Matthews rarely lost her temper, though she could pretend to when needed. She debated her next move in what to her was a chess game that could make or break lives. “You can call for free. It doesn’t have to be collect.”
“I wouldn’t mind getting out of here so much,” the girl conceded.
Matthews saw an opening and seized it. To hell with the regulations. She pulled a Sharpie—an indelible marker—from her purse, grabbed hold of Margaret’s forearm, and wrote out her cell phone number in letters the size of the top row of an eye test. Clothes came and went with these girls. Notes in pockets came and went. Forearms were a little more permanent.

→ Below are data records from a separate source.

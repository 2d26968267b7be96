use chrono::{DateTime, NaiveDate, Utc};
use serde::{Deserialize, Serialize};

use crate::decimal::Money;
use crate::types::{ApplicantId, EmiId, LoanId, LoanStatus};

/// all events that can be emitted by the loan book
#[derive(Debug, Clone, PartialEq, Serialize, Deserialize)]
pub enum Event {
    // application events
    ApplicationSubmitted {
        loan_id: LoanId,
        applicant_id: ApplicantId,
        amount: Money,
        timestamp: DateTime<Utc>,
    },
    ApplicationRejected {
        loan_id: LoanId,
        reason: String,
        timestamp: DateTime<Utc>,
    },

    // lifecycle events
    LoanApproved {
        loan_id: LoanId,
        amount: Money,
        total_days: u32,
        daily_emi: Money,
        total_payable: Money,
        start_date: NaiveDate,
        end_date: NaiveDate,
        timestamp: DateTime<Utc>,
    },
    ScheduleGenerated {
        loan_id: LoanId,
        emi_count: u32,
        first_due_date: NaiveDate,
        last_due_date: NaiveDate,
    },
    LoanCompleted {
        loan_id: LoanId,
        total_paid: Money,
        timestamp: DateTime<Utc>,
    },
    LoanDeleted {
        loan_id: LoanId,
        emis_removed: u32,
        timestamp: DateTime<Utc>,
    },

    // installment events
    EmiOverdue {
        loan_id: LoanId,
        emi_id: EmiId,
        due_date: NaiveDate,
        timestamp: DateTime<Utc>,
    },
    PenaltyAccrued {
        loan_id: LoanId,
        emi_id: EmiId,
        days_overdue: u32,
        penalty_amount: Money,
        total_amount: Money,
        timestamp: DateTime<Utc>,
    },
    EmiPaid {
        loan_id: LoanId,
        emi_id: EmiId,
        amount: Money,
        timestamp: DateTime<Utc>,
    },
    OverdueCleared {
        loan_id: LoanId,
        emi_id: EmiId,
        waived_amount: Money,
        timestamp: DateTime<Utc>,
    },

    // gateway events
    PaymentOrderCreated {
        loan_id: LoanId,
        emi_id: EmiId,
        order_id: String,
        amount: Money,
        timestamp: DateTime<Utc>,
    },
    PaymentVerificationFailed {
        loan_id: LoanId,
        emi_id: EmiId,
        reason: String,
        timestamp: DateTime<Utc>,
    },

    // status change events
    StatusChanged {
        loan_id: LoanId,
        old_status: LoanStatus,
        new_status: LoanStatus,
        reason: String,
        timestamp: DateTime<Utc>,
    },
}

impl Event {
    /// the loan this event concerns, for routing to subscribers
    pub fn loan_id(&self) -> LoanId {
        match self {
            Event::ApplicationSubmitted { loan_id, .. }
            | Event::ApplicationRejected { loan_id, .. }
            | Event::LoanApproved { loan_id, .. }
            | Event::ScheduleGenerated { loan_id, .. }
            | Event::LoanCompleted { loan_id, .. }
            | Event::LoanDeleted { loan_id, .. }
            | Event::EmiOverdue { loan_id, .. }
            | Event::PenaltyAccrued { loan_id, .. }
            | Event::EmiPaid { loan_id, .. }
            | Event::OverdueCleared { loan_id, .. }
            | Event::PaymentOrderCreated { loan_id, .. }
            | Event::PaymentVerificationFailed { loan_id, .. }
            | Event::StatusChanged { loan_id, .. } => *loan_id,
        }
    }
}

/// event store for collecting events during operations
#[derive(Debug, Default)]
pub struct EventStore {
    events: Vec<Event>,
}

impl EventStore {
    pub fn new() -> Self {
        Self {
            events: Vec::new(),
        }
    }

    pub fn emit(&mut self, event: Event) {
        self.events.push(event);
    }

    pub fn take_events(&mut self) -> Vec<Event> {
        std::mem::take(&mut self.events)
    }

    pub fn events(&self) -> &[Event] {
        &self.events
    }

    /// events for one loan, oldest first
    pub fn events_for(&self, loan_id: LoanId) -> impl Iterator<Item = &Event> {
        self.events.iter().filter(move |event| event.loan_id() == loan_id)
    }

    pub fn clear(&mut self) {
        self.events.clear();
    }
}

“Day or night,” Matthews said. “No questions asked. No police. You call me and it’s woman to woman, friend to friend.”
Margaret eyed her forearm, angry. “A tattoo would have lasted longer.”
“Day or night,” Matthews repeated and pulled herself off the cot with reluctance.
“Can I ask you something?” the girl asked.
Matthews nodded.
“You think this place is haunted?”
Matthews bit back a smile. “Old, yes. Creepy, maybe. But not haunted.”
“Haven’t you felt it?”
It wasn’t the first time Matthews had heard this. “Maybe a little,” she confessed.
“Like somebody watching.”
“There’s no such thing as ghosts,” she said, aware she was sounding like a schoolmarm. “The imagination is powerful. We don’t want to mislabel it.”
“But you’ve felt it, too,” Margaret said.
Matthews nodded, stretching the truth. It took a long time to establish anything close to trust with one of these kids.
“I heard this place used to be a storeroom or something. Pirates, or smugglers, or something. Like a hundred years ago.”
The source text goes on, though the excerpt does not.